New approach methodologies (NAMs) are promising for refining, reducing, and replacing animal experiments for hazard characterization. Quantitative in vitro-in vivo extrapolation (qIVIVE) is essential to extrapolate an in vitro-based point of departure to an in vitro-based human equivalent dose and subsequently to an in vitro-based health-based guidance or threshold value. The use of NAMs for hazard characterization leads to the need for various new extrapolations and linked uncertainties that preferably are quantified. Currently, qIVIVE is often performed without addressing these uncertainties. A clear description and, if possible, quantification of extrapolations and uncertainties when using NAMs for risk assessment will aid the regulatory implementation of NAMs for risk assessment. A case study of a qIVIVE-based assessment on the risk of liver steatosis from dietary exposure to imazalil is reported, using a human cell line in vitro test method as an example of a NAM to replace animal experiments. We consider the uncertainties related to the extrapolations from in vitro to in vivo effects, from in vitro nominal concentrations to in vitro intracellular concentrations, from in vitro concentrations to external doses (reverse dosimetry), from in vitro exposure durations to in vivo exposure situations, and from the average human to a sensitive individual. The case study addresses these uncertainties in a mainly quantitative approach, using available data and the Monte Carlo Risk Assessment platform.

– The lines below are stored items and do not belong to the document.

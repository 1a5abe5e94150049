//! Configuration management for logopress.

use std::path::{Path, PathBuf};

use serde::{Deserialize, Serialize};

/// Default port for the web server.
pub const DEFAULT_PORT: u16 = 3000;

/// Default number of domains processed per generation run.
pub const DEFAULT_GENERATE_LIMIT: usize = 10;

/// Config file looked up inside the data directory.
const CONFIG_FILENAME: &str = "logopress.toml";

/// Default spreadsheet filename holding the company domain list.
const SPREADSHEET_FILENAME: &str = "companies.xlsx";

/// Default background template filename.
const BACKGROUND_FILENAME: &str = "background.jpg";

/// Application settings, resolved once at startup.
///
/// Precedence, lowest to highest: built-in defaults, `logopress.toml`
/// in the data directory, environment (`PORT`), CLI flags.
#[derive(Debug, Clone)]
pub struct Settings {
    /// Base data directory. Inputs and generated cards live here.
    pub data_dir: PathBuf,
    /// Spreadsheet with the company domain list.
    pub spreadsheet: PathBuf,
    /// Background template image.
    pub background: PathBuf,
    /// Base URL of the logo-by-domain service.
    pub logo_service_url: String,
    /// Header of the spreadsheet column holding domains.
    pub domain_column: String,
    /// Prefix prepended to each spreadsheet domain to form the lookup key.
    pub domain_prefix: String,
    /// Maximum domains processed per generation run.
    pub generate_limit: usize,
    /// User agent for logo service requests.
    pub user_agent: String,
    /// Request timeout in seconds.
    pub request_timeout: u64,
    /// Host the web server binds to.
    pub host: String,
    /// Port the web server binds to.
    pub port: u16,
}

impl Default for Settings {
    fn default() -> Self {
        let data_dir = PathBuf::from(".");

        Self {
            spreadsheet: data_dir.join(SPREADSHEET_FILENAME),
            background: data_dir.join(BACKGROUND_FILENAME),
            data_dir,
            logo_service_url: "https://logo.clearbit.com".to_string(),
            domain_column: "Domain".to_string(),
            domain_prefix: "www.".to_string(),
            generate_limit: DEFAULT_GENERATE_LIMIT,
            user_agent: "logopress/0.1".to_string(),
            request_timeout: 30,
            host: "0.0.0.0".to_string(),
            port: DEFAULT_PORT,
        }
    }
}

impl Settings {
    /// Create settings with a custom data directory.
    pub fn with_data_dir(data_dir: PathBuf) -> Self {
        Self {
            spreadsheet: data_dir.join(SPREADSHEET_FILENAME),
            background: data_dir.join(BACKGROUND_FILENAME),
            data_dir,
            ..Default::default()
        }
    }

    /// Apply environment variable overrides.
    ///
    /// `PORT` is honored here so the config file cannot shadow it.
    pub fn with_env_overrides(mut self) -> Self {
        if let Some(port) = std::env::var("PORT").ok().filter(|s| !s.is_empty()) {
            match port.parse::<u16>() {
                Ok(port) => {
                    tracing::debug!("Using PORT from environment: {}", port);
                    self.port = port;
                }
                Err(_) => {
                    tracing::warn!("Ignoring invalid PORT from environment: {}", port);
                }
            }
        }
        self
    }
}

/// Configuration file structure. Every field is optional; missing fields
/// keep their defaults.
#[derive(Debug, Clone, Default, Serialize, Deserialize)]
pub struct Config {
    /// Spreadsheet path (relative paths resolve against the data directory).
    #[serde(default, skip_serializing_if = "Option::is_none")]
    pub spreadsheet: Option<String>,
    /// Background template path (relative paths resolve against the data directory).
    #[serde(default, skip_serializing_if = "Option::is_none")]
    pub background: Option<String>,
    /// Base URL of the logo-by-domain service.
    #[serde(default, skip_serializing_if = "Option::is_none")]
    pub logo_service_url: Option<String>,
    /// Spreadsheet column header holding domains.
    #[serde(default, skip_serializing_if = "Option::is_none")]
    pub domain_column: Option<String>,
    /// Prefix prepended to each domain.
    #[serde(default, skip_serializing_if = "Option::is_none")]
    pub domain_prefix: Option<String>,
    /// Maximum domains per generation run.
    #[serde(default, skip_serializing_if = "Option::is_none")]
    pub generate_limit: Option<usize>,
    /// User agent string.
    #[serde(default, skip_serializing_if = "Option::is_none")]
    pub user_agent: Option<String>,
    /// Request timeout in seconds.
    #[serde(default, skip_serializing_if = "Option::is_none")]
    pub request_timeout: Option<u64>,
    /// Host the web server binds to.
    #[serde(default, skip_serializing_if = "Option::is_none")]
    pub host: Option<String>,
    /// Port the web server binds to.
    #[serde(default, skip_serializing_if = "Option::is_none")]
    pub port: Option<u16>,
}

impl Config {
    /// Load configuration from a TOML file.
    pub fn load_from_path(path: &Path) -> anyhow::Result<Self> {
        let contents = std::fs::read_to_string(path)
            .map_err(|e| anyhow::anyhow!("Failed to read config file {}: {}", path.display(), e))?;
        let config = toml::from_str(&contents)
            .map_err(|e| anyhow::anyhow!("Failed to parse config file {}: {}", path.display(), e))?;
        Ok(config)
    }

    /// Resolve a path that may be relative to the data directory.
    fn resolve_path(path_str: &str, base_dir: &Path) -> PathBuf {
        let path = Path::new(path_str);
        if path.is_absolute() {
            path.to_path_buf()
        } else {
            base_dir.join(path)
        }
    }

    /// Apply configuration to settings. Relative input paths resolve
    /// against the data directory.
    pub fn apply_to_settings(&self, settings: &mut Settings) {
        if let Some(ref spreadsheet) = self.spreadsheet {
            settings.spreadsheet = Self::resolve_path(spreadsheet, &settings.data_dir);
        }
        if let Some(ref background) = self.background {
            settings.background = Self::resolve_path(background, &settings.data_dir);
        }
        if let Some(ref url) = self.logo_service_url {
            settings.logo_service_url = url.clone();
        }
        if let Some(ref column) = self.domain_column {
            settings.domain_column = column.clone();
        }
        if let Some(ref prefix) = self.domain_prefix {
            settings.domain_prefix = prefix.clone();
        }
        if let Some(limit) = self.generate_limit {
            settings.generate_limit = limit;
        }
        if let Some(ref user_agent) = self.user_agent {
            settings.user_agent = user_agent.clone();
        }
        if let Some(timeout) = self.request_timeout {
            settings.request_timeout = timeout;
        }
        if let Some(ref host) = self.host {
            settings.host = host.clone();
        }
        if let Some(port) = self.port {
            settings.port = port;
        }
    }
}

/// Load settings for a data directory (current directory when `None`),
/// layering `logopress.toml` and environment overrides on the defaults.
pub fn load_settings(data_dir: Option<&Path>) -> anyhow::Result<Settings> {
    let data_dir = data_dir
        .map(Path::to_path_buf)
        .unwrap_or_else(|| PathBuf::from("."));
    let mut settings = Settings::with_data_dir(data_dir);

    let config_path = settings.data_dir.join(CONFIG_FILENAME);
    if config_path.is_file() {
        let config = Config::load_from_path(&config_path)?;
        config.apply_to_settings(&mut settings);
        tracing::debug!("Loaded configuration from {}", config_path.display());
    }

    Ok(settings.with_env_overrides())
}

#[cfg(test)]
mod tests {
    use super::*;
    use std::fs;
    use std::sync::Mutex;
    use tempfile::tempdir;

    // Serializes tests that read or write the PORT environment variable.
    static ENV_LOCK: Mutex<()> = Mutex::new(());

    #[test]
    fn test_default_settings() {
        let settings = Settings::default();
        assert_eq!(settings.port, 3000);
        assert_eq!(settings.generate_limit, 10);
        assert_eq!(settings.domain_column, "Domain");
        assert_eq!(settings.domain_prefix, "www.");
        assert_eq!(settings.spreadsheet, PathBuf::from("./companies.xlsx"));
        assert_eq!(settings.background, PathBuf::from("./background.jpg"));
    }

    #[test]
    fn test_with_data_dir_derives_input_paths() {
        let settings = Settings::with_data_dir(PathBuf::from("/srv/cards"));
        assert_eq!(settings.data_dir, PathBuf::from("/srv/cards"));
        assert_eq!(settings.spreadsheet, PathBuf::from("/srv/cards/companies.xlsx"));
        assert_eq!(settings.background, PathBuf::from("/srv/cards/background.jpg"));
    }

    #[test]
    fn test_config_file_overrides() {
        let _guard = ENV_LOCK.lock().unwrap();
        std::env::remove_var("PORT");

        let dir = tempdir().unwrap();
        fs::write(
            dir.path().join("logopress.toml"),
            r#"
port = 8080
generate_limit = 3
spreadsheet = "input/domains.xlsx"
background = "/opt/assets/template.jpg"
"#,
        )
        .unwrap();

        let settings = load_settings(Some(dir.path())).unwrap();
        assert_eq!(settings.port, 8080);
        assert_eq!(settings.generate_limit, 3);
        // Relative paths resolve against the data directory.
        assert_eq!(settings.spreadsheet, dir.path().join("input/domains.xlsx"));
        // Absolute paths are kept as-is.
        assert_eq!(settings.background, PathBuf::from("/opt/assets/template.jpg"));
    }

    #[test]
    fn test_invalid_config_file_is_an_error() {
        let dir = tempdir().unwrap();
        fs::write(dir.path().join("logopress.toml"), "port = \"not a number").unwrap();

        assert!(load_settings(Some(dir.path())).is_err());
    }

    #[test]
    fn test_port_env_override() {
        let _guard = ENV_LOCK.lock().unwrap();

        std::env::set_var("PORT", "4444");
        let settings = Settings::default().with_env_overrides();
        assert_eq!(settings.port, 4444);

        // An unparsable PORT keeps the configured value.
        std::env::set_var("PORT", "not-a-port");
        let settings = Settings::default().with_env_overrides();
        assert_eq!(settings.port, DEFAULT_PORT);

        std::env::remove_var("PORT");
    }

    #[test]
    fn test_env_override_beats_config_file() {
        let _guard = ENV_LOCK.lock().unwrap();

        let dir = tempdir().unwrap();
        fs::write(dir.path().join("logopress.toml"), "port = 8080\n").unwrap();

        std::env::set_var("PORT", "9090");
        let settings = load_settings(Some(dir.path())).unwrap();
        std::env::remove_var("PORT");

        assert_eq!(settings.port, 9090);
    }
}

新方法学(NAMs)有望优化、减少和替代用于危害特征描述的动物实验。定量体外-体内外推法(qIVIVE)对于将基于体外的起始点外推至基于体外的人体等效剂量,并随后外推至基于体外的健康指导值或阈值至关重要。使用NAMs进行危害特征描述导致需要进行各种新的外推以及相关的不确定性,最好对这些不确定性进行量化。目前,qIVIVE的执行通常未考虑这些不确定性。在使用NAMs进行风险评估时,对外推和不确定性进行清晰描述,并尽可能进行量化,将有助于NAMs在风险评估中的监管实施。本文报道了一项基于qIVIVE的案例研究,评估饮食接触抑霉唑导致肝脂肪变性的风险,以一种人类细胞系体外测试方法为例,作为替代动物实验的NAMs。我们考虑了与从体外到体内效应、从体外标称浓度到体外细胞内浓度、从体外浓度到外部剂量(反向剂量测定)、从体外暴露持续时间到体内暴露情况以及从普通人群到敏感个体的外推相关的不确定性。该案例研究主要采用定量方法,利用现有数据和蒙特卡洛风险评估平台来解决这些不确定性。